## [Activity]
Taking each line of the material below in turn, count those containing the string "WriteStream". Provide the number alone.

## [Dataset records]
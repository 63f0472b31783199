//! Fan-out/fan-in of one measurement across independent readers.
//!
//! Every reader gets its own handle from [`Backend::clone_handle`], so no two
//! readers ever share a connection; what gets measured is per-reader latency
//! under concurrency, not contention on a client object. All readers are
//! spawned up front and released together through a start barrier.
use std::{collections::HashMap, sync::Arc, time::Duration};

use tokio::{sync::Barrier, task::JoinSet};

use crate::{backend::Backend, error::BenchError};

/// Runs `measurement` on `readers` clones of `template` concurrently and
/// returns one duration per reader, in completion order.
///
/// The first reader to fail aborts all the others; no partial results are
/// returned.
pub async fn run_in_parallel<F, Fut>(
    template: &dyn Backend,
    readers: usize,
    measurement: F,
) -> Result<Vec<Duration>, BenchError>
where
    F: Fn(Box<dyn Backend>) -> Fut + Send + Sync + Clone + 'static,
    Fut: Future<Output = Result<Duration, BenchError>> + Send + 'static,
{
    let handles: Vec<Box<dyn Backend>> = (0..readers).map(|_| template.clone_handle()).collect();
    let start = Arc::new(Barrier::new(readers));

    tracing::debug!("Spawning {readers} readers against {}", template.name());
    let mut workers = JoinSet::new();
    let mut task_ids = HashMap::with_capacity(readers);
    for (worker, handle) in handles.into_iter().enumerate() {
        let measurement = measurement.clone();
        let start = start.clone();
        let task = workers.spawn(async move {
            start.wait().await;
            (worker, measurement(handle).await)
        });
        task_ids.insert(task.id(), worker);
    }

    let mut durations = Vec::with_capacity(readers);
    while let Some(joined) = workers.join_next().await {
        match joined {
            Ok((_, Ok(elapsed))) => durations.push(elapsed),
            Ok((worker, Err(source))) => {
                workers.abort_all();
                return Err(BenchError::Worker {
                    worker,
                    source: Box::new(source),
                });
            }
            Err(e) => {
                workers.abort_all();
                let worker = task_ids.get(&e.id()).copied().unwrap_or_default();
                tracing::error!("Reader {worker} panicked: {e}");
                return Err(BenchError::WorkerPanicked { worker });
            }
        }
    }
    Ok(durations)
}

/// Arithmetic mean; zero for no samples.
pub fn mean(durations: &[Duration]) -> Duration {
    if durations.is_empty() {
        return Duration::ZERO;
    }
    durations.iter().sum::<Duration>() / durations.len() as u32
}
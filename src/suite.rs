//! The benchmark orchestrator.
//!
//! Every registered backend walks the same phases in order:
//!
//! ```text
//! PREPARING -> STATIC -> STRESS -> PARALLEL -> DONE
//! ```
//!
//! - **PREPARING**: open a session, `prepare()`, load the initial dataset, settle.
//! - **STATIC**: time a bulk insert of a larger dataset, settle, then time the
//!   point and aggregate reads over `repeats` calls each.
//! - **STRESS**: start a rate-limited [`WriteStream`] on a cloned handle, wait
//!   for it to warm up, repeat the reads, then stop the stream.
//! - **PARALLEL**: fan both reads out over `readers_count` cloned handles and
//!   average the results.
//!
//! The settle and warm-up pauses give the backend time to converge indices and
//! the write stream time to actually start. They are plain sleeps: a
//! probabilistic head start, not a readiness guarantee.
//!
//! A failing phase aborts that backend's run with a [`SuiteError`] naming the
//! backend and phase. No partial [`ResultRecord`] is ever produced.
use std::time::Duration;

use futures::{Stream, StreamExt, future::BoxFuture, stream};
use serde::{Deserialize, Serialize};
use typed_builder::TypedBuilder;

use crate::{
    backend::Backend,
    error::{BenchError, Phase, SuiteError},
    fanout::{mean, run_in_parallel},
    pipeline::WriteStream,
    record::ResultRecord,
    timing::{Probe, timed},
    workload::{ViewEvent, ViewGenerator},
};

/// Parameters of one suite run. Fixed for the duration of a backend's run.
#[derive(Debug, Clone, PartialEq, TypedBuilder, Serialize, Deserialize)]
pub struct BenchmarkConfig {
    /// Rows loaded while preparing, before anything is timed.
    pub rows_count: usize,
    /// Target rate of the background write stream.
    pub writes_per_second: f64,
    /// Concurrent readers in the parallel phase.
    pub readers_count: usize,
    /// Rows in the timed bulk insert.
    #[builder(default = 100_000)]
    pub static_rows: usize,
    /// Calls per read measurement.
    #[builder(default = 100)]
    pub repeats: u32,
    #[builder(default = Duration::from_secs(1))]
    pub settle: Duration,
    #[builder(default = Duration::from_secs(1))]
    pub warm_up: Duration,
    /// Upper bound on the write stream's schedule; sizes the stress dataset.
    #[builder(default = Duration::from_secs(10))]
    pub max_producing_time: Duration,
    /// How long to wait for the write stream to drain after stopping it.
    #[builder(default = Duration::from_secs(5))]
    pub stream_shutdown_timeout: Duration,
    #[builder(default = 0x5eed)]
    pub seed: u64,
}

impl BenchmarkConfig {
    pub fn validate(&self) -> Result<(), BenchError> {
        if self.rows_count == 0 {
            return Err(BenchError::Config("rows_count must be at least 1".into()));
        }
        if self.readers_count == 0 {
            return Err(BenchError::Config("readers_count must be at least 1".into()));
        }
        if self.repeats == 0 {
            return Err(BenchError::Config("repeats must be at least 1".into()));
        }
        if !self.writes_per_second.is_finite() || self.writes_per_second <= 0.0 {
            return Err(BenchError::Config(format!(
                "writes_per_second must be a positive number, got {}",
                self.writes_per_second
            )));
        }
        Ok(())
    }

    /// Rows handed to the producer: enough to keep writing for the whole
    /// `max_producing_time`.
    pub fn stress_rows(&self) -> usize {
        (self.max_producing_time.as_secs_f64() * self.writes_per_second).ceil() as usize
    }
}

/// Runs the benchmark phases over every registered backend.
pub struct Suite {
    config: BenchmarkConfig,
    backends: Vec<Box<dyn Backend>>,
}

struct StaticTimings {
    insert_rows: Duration,
    last_timecode: Duration,
    most_viewed: Duration,
}

struct ReadTimings {
    last_timecode: Duration,
    most_viewed: Duration,
}

impl Suite {
    pub fn new(config: BenchmarkConfig) -> Result<Self, BenchError> {
        config.validate()?;
        Ok(Self {
            config,
            backends: Vec::new(),
        })
    }

    pub fn config(&self) -> &BenchmarkConfig {
        &self.config
    }

    pub fn register<B: Backend + 'static>(&mut self, backend: B) -> &mut Self {
        self.backends.push(Box::new(backend));
        self
    }

    pub fn backends(&self) -> impl Iterator<Item = &str> {
        self.backends.iter().map(|b| b.name())
    }

    /// Benchmarks every registered backend in registration order, yielding one
    /// result per backend as it completes.
    ///
    /// Each call starts from scratch: nothing from a previous run (queues,
    /// stop signals, generators) is reused. A failed backend yields an error
    /// and the stream moves on to the next one; callers that want to abort the
    /// whole suite simply stop polling.
    ///
    /// The point read targets the film and user of the first initial row, and
    /// that row is inserted like every other one: the measured
    /// `retrieve_last_timecode` is always a hit. Harnesses that read an id
    /// pair missing from the dataset time a miss instead, so their numbers are
    /// not directly comparable.
    pub fn run(&self) -> impl Stream<Item = Result<ResultRecord, SuiteError>> + '_ {
        stream::iter(self.backends.iter()).then(move |backend| self.run_backend(backend.as_ref()))
    }

    async fn run_backend(&self, backend: &dyn Backend) -> Result<ResultRecord, SuiteError> {
        let name = backend.name().to_owned();
        let fail = |phase: Phase| {
            let name = name.clone();
            move |source: BenchError| SuiteError::new(name, phase, source)
        };

        let mut generator = ViewGenerator::new(self.config.seed);
        let mut initial = generator.generate(self.config.rows_count).peekable();
        let probe_row = initial
            .peek()
            .cloned()
            .ok_or_else(|| BenchError::Config("initial dataset is empty".into()))
            .map_err(fail(Phase::Preparing))?;

        tracing::info!("[{}] {}", name, Phase::Preparing);
        self.prepare(backend, initial).await.map_err(fail(Phase::Preparing))?;

        tracing::info!("[{}] {}", name, Phase::Static);
        let static_rows: Vec<ViewEvent> = generator.generate(self.config.static_rows).collect();
        let idle = self
            .run_static(backend, static_rows, &probe_row)
            .await
            .map_err(fail(Phase::Static))?;

        tracing::info!("[{}] {}", name, Phase::Stress);
        let stress_rows = generator.generate(self.config.stress_rows());
        let loaded = self
            .run_stress(backend, stress_rows, &probe_row)
            .await
            .map_err(fail(Phase::Stress))?;

        tracing::info!("[{}] {}", name, Phase::Parallel);
        let parallel = self
            .run_parallel(backend, &probe_row)
            .await
            .map_err(fail(Phase::Parallel))?;

        tracing::info!("[{}] DONE", name);
        Ok(ResultRecord {
            backend: name,
            insert_rows: idle.insert_rows,
            retrieve_last_timecode: idle.last_timecode,
            retrieve_most_viewed: idle.most_viewed,
            retrieve_last_timecode_under_load: loaded.last_timecode,
            retrieve_most_viewed_under_load: loaded.most_viewed,
            retrieve_last_timecode_in_parallel: parallel.last_timecode,
            retrieve_most_viewed_in_parallel: parallel.most_viewed,
        })
    }

    async fn prepare<I>(&self, backend: &dyn Backend, initial: I) -> Result<(), BenchError>
    where
        I: Iterator<Item = ViewEvent> + Send + 'static,
    {
        {
            let mut session = backend.connect().await?;
            session.prepare().await?;
            let written = session.insert_rows(stream::iter(initial).boxed()).await?;
            tracing::debug!("Loaded {written} initial rows");
        }
        tokio::time::sleep(self.config.settle).await;
        Ok(())
    }

    async fn run_static(
        &self,
        backend: &dyn Backend,
        rows: Vec<ViewEvent>,
        probe_row: &ViewEvent,
    ) -> Result<StaticTimings, BenchError> {
        let mut session = backend.connect().await?;
        let (written, insert_rows) = timed(session.insert_rows(stream::iter(rows).boxed())).await;
        let written = written?;
        tracing::debug!("Inserted {written} rows in {insert_rows:?}");
        tokio::time::sleep(self.config.settle).await;

        let last_timecode = point_read(probe_row)
            .measure(&mut session, self.config.repeats)
            .await?;
        let most_viewed = Probe::MostViewed
            .measure(&mut session, self.config.repeats)
            .await?;
        Ok(StaticTimings {
            insert_rows,
            last_timecode,
            most_viewed,
        })
    }

    async fn run_stress<I>(
        &self,
        backend: &dyn Backend,
        rows: I,
        probe_row: &ViewEvent,
    ) -> Result<ReadTimings, BenchError>
    where
        I: Iterator<Item = ViewEvent> + Send + 'static,
    {
        let stream = WriteStream::start(backend.clone_handle(), rows, self.config.writes_per_second);
        tokio::time::sleep(self.config.warm_up).await;

        let timings = {
            let mut session = backend.connect().await?;
            ReadTimings {
                last_timecode: point_read(probe_row)
                    .measure(&mut session, self.config.repeats)
                    .await?,
                most_viewed: Probe::MostViewed
                    .measure(&mut session, self.config.repeats)
                    .await?,
            }
        };

        if let Some(summary) = stream.finish(self.config.stream_shutdown_timeout).await? {
            tracing::debug!(
                "Write stream produced {} rows, wrote {}",
                summary.produced,
                summary.written
            );
        }
        Ok(timings)
    }

    async fn run_parallel(
        &self,
        backend: &dyn Backend,
        probe_row: &ViewEvent,
    ) -> Result<ReadTimings, BenchError> {
        let readers = self.config.readers_count;
        let last_timecode =
            run_in_parallel(backend, readers, measure_fresh(point_read(probe_row), self.config.repeats))
                .await?;
        let most_viewed =
            run_in_parallel(backend, readers, measure_fresh(Probe::MostViewed, self.config.repeats))
                .await?;
        Ok(ReadTimings {
            last_timecode: mean(&last_timecode),
            most_viewed: mean(&most_viewed),
        })
    }
}

fn point_read(row: &ViewEvent) -> Probe {
    Probe::LastTimecode {
        film_id: row.film_id,
        user_id: row.user_id,
    }
}

/// Measurement run by each parallel reader: open its own session, then probe.
fn measure_fresh(
    probe: Probe,
    repeats: u32,
) -> impl Fn(Box<dyn Backend>) -> BoxFuture<'static, Result<Duration, BenchError>>
+ Send
+ Sync
+ Clone
+ 'static {
    move |handle: Box<dyn Backend>| -> BoxFuture<'static, Result<Duration, BenchError>> {
        Box::pin(async move {
            let mut session = handle.connect().await?;
            Ok::<_, BenchError>(probe.measure(&mut session, repeats).await?)
        })
    }
}

#[cfg(all(test, feature = "builtins"))]
mod tests {
    use super::*;
    use crate::backend::{MemoryBackend, Operation};

    fn config() -> BenchmarkConfig {
        BenchmarkConfig::builder()
            .rows_count(100)
            .writes_per_second(100.0)
            .readers_count(2)
            .static_rows(200)
            .repeats(5)
            .settle(Duration::from_millis(10))
            .warm_up(Duration::from_millis(50))
            .max_producing_time(Duration::from_secs(1))
            .build()
    }

    #[test]
    fn builder_defaults() {
        let config = BenchmarkConfig::builder()
            .rows_count(10)
            .writes_per_second(50.0)
            .readers_count(4)
            .build();
        assert_eq!(config.static_rows, 100_000);
        assert_eq!(config.repeats, 100);
        assert_eq!(config.settle, Duration::from_secs(1));
        assert_eq!(config.warm_up, Duration::from_secs(1));
        assert_eq!(config.stress_rows(), 500);
    }

    #[test]
    fn rejects_unusable_configs() {
        let mut bad = config();
        bad.readers_count = 0;
        assert!(matches!(bad.validate(), Err(BenchError::Config(_))));

        let mut bad = config();
        bad.writes_per_second = 0.0;
        assert!(Suite::new(bad).is_err());

        let mut bad = config();
        bad.writes_per_second = f64::NAN;
        assert!(bad.validate().is_err());

        let mut bad = config();
        bad.rows_count = 0;
        assert!(bad.validate().is_err());

        assert!(config().validate().is_ok());
    }

    #[tokio::test(start_paused = true)]
    async fn loads_every_dataset() {
        let backend = MemoryBackend::builder().build();
        let mut suite = Suite::new(config()).unwrap();
        suite.register(backend.clone());

        let records: Vec<_> = suite.run().collect().await;
        assert_eq!(records.len(), 1);
        let record = records.into_iter().next().unwrap().unwrap();
        assert_eq!(record.backend, "memory");

        // Initial rows plus the timed insert, plus whatever the stream wrote.
        let rows = backend.row_count().await;
        assert!(rows > 300, "only {rows} rows written");
        assert!(rows <= 300 + config().stress_rows() as u64);
        assert_eq!(backend.sessions_open(), 0);
    }

    #[tokio::test(start_paused = true)]
    async fn point_read_targets_a_stored_row() {
        let backend = MemoryBackend::builder().build();
        let mut suite = Suite::new(config()).unwrap();
        suite.register(backend.clone());
        suite.run().collect::<Vec<_>>().await;

        let first = ViewGenerator::new(config().seed)
            .generate(1)
            .next()
            .unwrap();
        let mut session = backend.connect().await.unwrap();
        let timecode = session
            .retrieve_last_timecode(first.film_id, first.user_id)
            .await
            .unwrap();
        assert!(timecode.is_some());
    }

    #[tokio::test(start_paused = true)]
    async fn failure_names_backend_and_phase() {
        let mut suite = Suite::new(config()).unwrap();
        suite
            .register(MemoryBackend::builder().name("broken").fail_on(Operation::MostViewed).build())
            .register(MemoryBackend::builder().name("healthy").build());

        let results: Vec<_> = suite.run().collect().await;
        assert_eq!(results.len(), 2);

        let err = results[0].as_ref().unwrap_err();
        assert_eq!(err.backend, "broken");
        assert_eq!(err.phase, Phase::Static);
        assert_eq!(results[1].as_ref().unwrap().backend, "healthy");
    }

    #[tokio::test(start_paused = true)]
    async fn unreachable_backend_fails_while_preparing() {
        let mut suite = Suite::new(config()).unwrap();
        suite.register(MemoryBackend::builder().unreachable(true).build());

        let results: Vec<_> = suite.run().collect().await;
        let err = results[0].as_ref().unwrap_err();
        assert_eq!(err.phase, Phase::Preparing);
        assert!(matches!(err.source, BenchError::Backend(_)));
    }

    #[test]
    fn lists_registered_backends() {
        let mut suite = Suite::new(config()).unwrap();
        suite
            .register(MemoryBackend::builder().name("a").build())
            .register(MemoryBackend::builder().name("b").build());
        assert_eq!(suite.backends().collect::<Vec<_>>(), ["a", "b"]);
    }
}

## [Problem solution]
3